__Problem description__: Write out each entry once more so that it matches the original exactly.

__Provided data__:
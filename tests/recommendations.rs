use std::sync::Arc;

use chrono::{TimeZone, Utc};

use rl_coach::config::CoachConfig;
use rl_coach::kv::InMemoryKv;
use rl_coach::ratelimit::UserTier;
use rl_coach::recommend::{TrainingPackRecord, TrainingSessionRecord};
use rl_coach::registry::ModelRegistry;
use rl_coach::service::CoachService;
use rl_coach::store::SqliteStore;
use rl_coach::{MatchId, MatchRecord, MatchResult, PackId, SkillTier, UserId};

fn stub_match(id: &str, user: &str, hour: i64, goals: u32, shots: u32) -> MatchRecord {
    MatchRecord {
        id: MatchId(id.to_string()),
        user_id: UserId(user.to_string()),
        playlist: "Ranked Doubles".to_string(),
        duration_seconds: 300,
        match_date: Utc.with_ymd_and_hms(2026, 4, 1, 0, 0, 0).unwrap()
            + chrono::Duration::hours(hour),
        score_team_0: 3,
        score_team_1: 2,
        result: MatchResult::Win,
        goals,
        assists: 1,
        saves: 3,
        shots,
        score: 420,
        boost_usage: Some(0.5),
        average_speed: Some(1000.0),
        time_on_ground: Some(0.6),
        time_low_air: Some(0.3),
        time_high_air: Some(20.0),
        processed: true,
    }
}

fn pack(id: &str, category: &str, tier: SkillTier, rating: f64) -> TrainingPackRecord {
    TrainingPackRecord {
        id: PackId(id.to_string()),
        name: format!("Pack {id}"),
        code: format!("CODE-{id}"),
        category: category.to_string(),
        subcategory: None,
        difficulty: 3,
        skill_tier: tier,
        rating,
        rating_count: 400,
        usage_count: 1500,
        tags: Vec::new(),
        is_official: false,
        is_featured: false,
        is_active: true,
    }
}

fn seeded_store() -> SqliteStore {
    let store = SqliteStore::open_in_memory().unwrap();
    store.init_schema().unwrap();

    // Training population with varied weaknesses.
    for i in 0..10 {
        store.insert_match(&stub_match(&format!("s{i}"), "pop", i, 0, 10)).unwrap();
        store.insert_match(&stub_match(&format!("g{i}"), "pop", 100 + i, 2, 4)).unwrap();
        let mut boost = stub_match(&format!("b{i}"), "pop", 200 + i, 2, 4);
        boost.boost_usage = Some(0.95);
        store.insert_match(&boost).unwrap();
    }
    // Subject: poor shooting, average score 420 (gold tier ladder bracket).
    for i in 0..3 {
        store.insert_match(&stub_match(&format!("u{i}"), "subject", 500 + i, 0, 10)).unwrap();
    }

    let categories = ["shooting", "saves", "aerials", "positioning", "dribbling"];
    for (i, category) in categories.iter().enumerate() {
        for j in 0..3 {
            store
                .insert_pack(&pack(
                    &format!("{category}-{j}"),
                    category,
                    SkillTier::ALL[(i + j) % 7],
                    3.5 + 0.3 * j as f64,
                ))
                .unwrap();
        }
    }

    store
        .insert_session(&TrainingSessionRecord {
            user_id: UserId("subject".to_string()),
            pack_id: PackId("shooting-0".to_string()),
            category: "shooting".to_string(),
            started_at: Utc.with_ymd_and_hms(2026, 4, 10, 9, 0, 0).unwrap(),
        })
        .unwrap();
    store
}

fn service_over(store: SqliteStore) -> CoachService {
    let mut config = CoachConfig::default();
    config.feature_window = 3;
    config.forest.n_trees = 30;

    let store = Arc::new(store);
    let registry = Arc::new(ModelRegistry::new(config.clone(), store.clone()));
    CoachService::new(
        config,
        registry,
        Arc::new(InMemoryKv::new()),
        store.clone(),
        store.clone(),
        store,
    )
}

#[test]
fn identical_calls_return_byte_identical_recommendations() {
    let service = service_over(seeded_store());
    let user = UserId("subject".to_string());

    let first = service
        .recommend_training(&user, UserTier::Free, Some(SkillTier::Gold), None, 5)
        .unwrap();
    let second = service
        .recommend_training(&user, UserTier::Free, Some(SkillTier::Gold), None, 5)
        .unwrap();

    assert!(!first.cache_hit);
    assert!(second.cache_hit);
    assert_eq!(
        serde_json::to_vec(&first.recommendations).unwrap(),
        serde_json::to_vec(&second.recommendations).unwrap()
    );
    assert_eq!(first.recommendations.len(), 5);
}

#[test]
fn diversity_filter_spreads_categories() {
    let service = service_over(seeded_store());
    let user = UserId("subject".to_string());

    // Five distinct catalog categories and five requested slots.
    let result = service
        .recommend_training(&user, UserTier::Free, Some(SkillTier::Gold), None, 5)
        .unwrap();
    let mut categories: Vec<&str> =
        result.recommendations.iter().map(|r| r.category.as_str()).collect();
    categories.sort_unstable();
    categories.dedup();
    assert_eq!(categories.len(), result.recommendations.len());
}

#[test]
fn shooting_weakness_ranks_shooting_packs_first() {
    let service = service_over(seeded_store());
    let user = UserId("subject".to_string());

    let result = service
        .recommend_training(&user, UserTier::Free, Some(SkillTier::Gold), None, 5)
        .unwrap();
    let top = &result.recommendations[0];
    // The detector flags shooting; shooting and dribbling packs carry the
    // relevance weight.
    assert!(
        top.category == "shooting" || top.category == "dribbling",
        "top category {}",
        top.category
    );
    assert!(top.relevance > 0.0);
    assert!(!top.reasoning.is_empty());
}

#[test]
fn skill_tier_is_estimated_from_match_scores_when_absent() {
    let service = service_over(seeded_store());
    let user = UserId("subject".to_string());

    let result = service.recommend_training(&user, UserTier::Free, None, None, 3).unwrap();
    // Subject averages 420 points per match.
    assert_eq!(result.skill_tier, SkillTier::Gold);
}

#[test]
fn unknown_user_gets_neutral_defaults_not_an_error() {
    let service = service_over(seeded_store());
    let user = UserId("nobody".to_string());

    let result = service.recommend_training(&user, UserTier::Free, None, None, 3).unwrap();
    assert_eq!(result.skill_tier, SkillTier::Platinum);
    assert!(!result.recommendations.is_empty());
}

#[test]
fn category_filter_restricts_candidates() {
    let service = service_over(seeded_store());
    let user = UserId("subject".to_string());

    let filter = vec!["saves".to_string()];
    let result = service
        .recommend_training(&user, UserTier::Free, Some(SkillTier::Gold), Some(&filter), 5)
        .unwrap();
    assert!(!result.recommendations.is_empty());
    assert!(result.recommendations.iter().all(|r| r.category == "saves"));
    assert_eq!(result.total_packs_evaluated, 3);
}

#[test]
fn tier_and_filter_are_part_of_the_cache_key() {
    let service = service_over(seeded_store());
    let user = UserId("subject".to_string());

    let gold = service
        .recommend_training(&user, UserTier::Free, Some(SkillTier::Gold), None, 5)
        .unwrap();
    let diamond = service
        .recommend_training(&user, UserTier::Free, Some(SkillTier::Diamond), None, 5)
        .unwrap();
    // A different tier parameter must not reuse the gold cache entry.
    assert!(!gold.cache_hit);
    assert!(!diamond.cache_hit);
    assert_eq!(diamond.skill_tier, SkillTier::Diamond);
}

__Answer for the task__:
filename tests/recommendations.rs
use std::sync::Arc;

use chrono::{TimeZone, Utc};

use rl_coach::config::CoachConfig;
use rl_coach::kv::InMemoryKv;
use rl_coach::ratelimit::UserTier;
use rl_coach::recommend::{TrainingPackRecord, TrainingSessionRecord};
use rl_coach::registry::ModelRegistry;
use rl_coach::service::CoachService;
use rl_coach::store::SqliteStore;
use rl_coach::{MatchId, MatchRecord, MatchResult, PackId, SkillTier, UserId};

fn stub_match(id: &str, user: &str, hour: i64, goals: u32, shots: u32) -> MatchRecord {
    MatchRecord {
        id: MatchId(id.to_string()),
        user_id: UserId(user.to_string()),
        playlist: "Ranked Doubles".to_string(),
        duration_seconds: 300,
        match_date: Utc.with_ymd_and_hms(2026, 4, 1, 0, 0, 0).unwrap()
            + chrono::Duration::hours(hour),
        score_team_0: 3,
        score_team_1: 2,
        result: MatchResult::Win,
        goals,
        assists: 1,
        saves: 3,
        shots,
        score: 420,
        boost_usage: Some(0.5),
        average_speed: Some(1000.0),
        time_on_ground: Some(0.6),
        time_low_air: Some(0.3),
        time_high_air: Some(20.0),
        processed: true,
    }
}

fn pack(id: &str, category: &str, tier: SkillTier, rating: f64) -> TrainingPackRecord {
    TrainingPackRecord {
        id: PackId(id.to_string()),
        name: format!("Pack {id}"),
        code: format!("CODE-{id}"),
        category: category.to_string(),
        subcategory: None,
        difficulty: 3,
        skill_tier: tier,
        rating,
        rating_count: 400,
        usage_count: 1500,
        tags: Vec::new(),
        is_official: false,
        is_featured: false,
        is_active: true,
    }
}

fn seeded_store() -> SqliteStore {
    let store = SqliteStore::open_in_memory().unwrap();
    store.init_schema().unwrap();

    // Training population with varied weaknesses.
    for i in 0..10 {
        store.insert_match(&stub_match(&format!("s{i}"), "pop", i, 0, 10)).unwrap();
        store.insert_match(&stub_match(&format!("g{i}"), "pop", 100 + i, 2, 4)).unwrap();
        let mut boost = stub_match(&format!("b{i}"), "pop", 200 + i, 2, 4);
        boost.boost_usage = Some(0.95);
        store.insert_match(&boost).unwrap();
    }
    // Subject: poor shooting, average score 420 (gold tier ladder bracket).
    for i in 0..3 {
        store.insert_match(&stub_match(&format!("u{i}"), "subject", 500 + i, 0, 10)).unwrap();
    }

    let categories = ["shooting", "saves", "aerials", "positioning", "dribbling"];
    for (i, category) in categories.iter().enumerate() {
        for j in 0..3 {
            store
                .insert_pack(&pack(
                    &format!("{category}-{j}"),
                    category,
                    SkillTier::ALL[(i + j) % 7],
                    3.5 + 0.3 * j as f64,
                ))
                .unwrap();
        }
    }

    store
        .insert_session(&TrainingSessionRecord {
            user_id: UserId("subject".to_string()),
            pack_id: PackId("shooting-0".to_string()),
            category: "shooting".to_string(),
            started_at: Utc.with_ymd_and_hms(2026, 4, 10, 9, 0, 0).unwrap(),
        })
        .unwrap();
    store
}

fn service_over(store: SqliteStore) -> CoachService {
    let mut config = CoachConfig::default();
    config.feature_window = 3;
    config.forest.n_trees = 30;

    let store = Arc::new(store);
    let registry = Arc::new(ModelRegistry::new(config.clone(), store.clone()));
    CoachService::new(
        config,
        registry,
        Arc::new(InMemoryKv::new()),
        store.clone(),
        store.clone(),
        store,
    )
}

#[test]
fn identical_calls_return_byte_identical_recommendations() {
    let service = service_over(seeded_store());
    let user = UserId("subject".to_string());

    let first = service
        .recommend_training(&user, UserTier::Free, Some(SkillTier::Gold), None, 5)
        .unwrap();
    let second = service
        .recommend_training(&user, UserTier::Free, Some(SkillTier::Gold), None, 5)
        .unwrap();

    assert!(!first.cache_hit);
    assert!(second.cache_hit);
    assert_eq!(
        serde_json::to_vec(&first.recommendations).unwrap(),
        serde_json::to_vec(&second.recommendations).unwrap()
    );
    assert_eq!(first.recommendations.len(), 5);
}

#[test]
fn diversity_filter_spreads_categories() {
    let service = service_over(seeded_store());
    let user = UserId("subject".to_string());

    // Five distinct catalog categories and five requested slots.
    let result = service
        .recommend_training(&user, UserTier::Free, Some(SkillTier::Gold), None, 5)
        .unwrap();
    let mut categories: Vec<&str> =
        result.recommendations.iter().map(|r| r.category.as_str()).collect();
    categories.sort_unstable();
    categories.dedup();
    assert_eq!(categories.len(), result.recommendations.len());
}

#[test]
fn shooting_weakness_ranks_shooting_packs_first() {
    let service = service_over(seeded_store());
    let user = UserId("subject".to_string());

    let result = service
        .recommend_training(&user, UserTier::Free, Some(SkillTier::Gold), None, 5)
        .unwrap();
    let top = &result.recommendations[0];
    // The detector flags shooting; shooting and dribbling packs carry the
    // relevance weight.
    assert!(
        top.category == "shooting" || top.category == "dribbling",
        "top category {}",
        top.category
    );
    assert!(top.relevance > 0.0);
    assert!(!top.reasoning.is_empty());
}

#[test]
fn skill_tier_is_estimated_from_match_scores_when_absent() {
    let service = service_over(seeded_store());
    let user = UserId("subject".to_string());

    let result = service.recommend_training(&user, UserTier::Free, None, None, 3).unwrap();
    // Subject averages 420 points per match.
    assert_eq!(result.skill_tier, SkillTier::Gold);
}

#[test]
fn unknown_user_gets_neutral_defaults_not_an_error() {
    let service = service_over(seeded_store());
    let user = UserId("nobody".to_string());

    let result = service.recommend_training(&user, UserTier::Free, None, None, 3).unwrap();
    assert_eq!(result.skill_tier, SkillTier::Platinum);
    assert!(!result.recommendations.is_empty());
}

#[test]
fn category_filter_restricts_candidates() {
    let service = service_over(seeded_store());
    let user = UserId("subject".to_string());

    let filter = vec!["saves".to_string()];
    let result = service
        .recommend_training(&user, UserTier::Free, Some(SkillTier::Gold), Some(&filter), 5)
        .unwrap();
    assert!(!result.recommendations.is_empty());
    assert!(result.recommendations.iter().all(|r| r.category == "saves"));
    assert_eq!(result.total_packs_evaluated, 3);
}

#[test]
fn tier_and_filter_are_part_of_the_cache_key() {
    let service = service_over(seeded_store());
    let user = UserId("subject".to_string());

    let gold = service
        .recommend_training(&user, UserTier::Free, Some(SkillTier::Gold), None, 5)
        .unwrap();
    let diamond = service
        .recommend_training(&user, UserTier::Free, Some(SkillTier::Diamond), None, 5)
        .unwrap();
    // A different tier parameter must not reuse the gold cache entry.
    assert!(!gold.cache_hit);
    assert!(!diamond.cache_hit);
    assert_eq!(diamond.skill_tier, SkillTier::Diamond);
}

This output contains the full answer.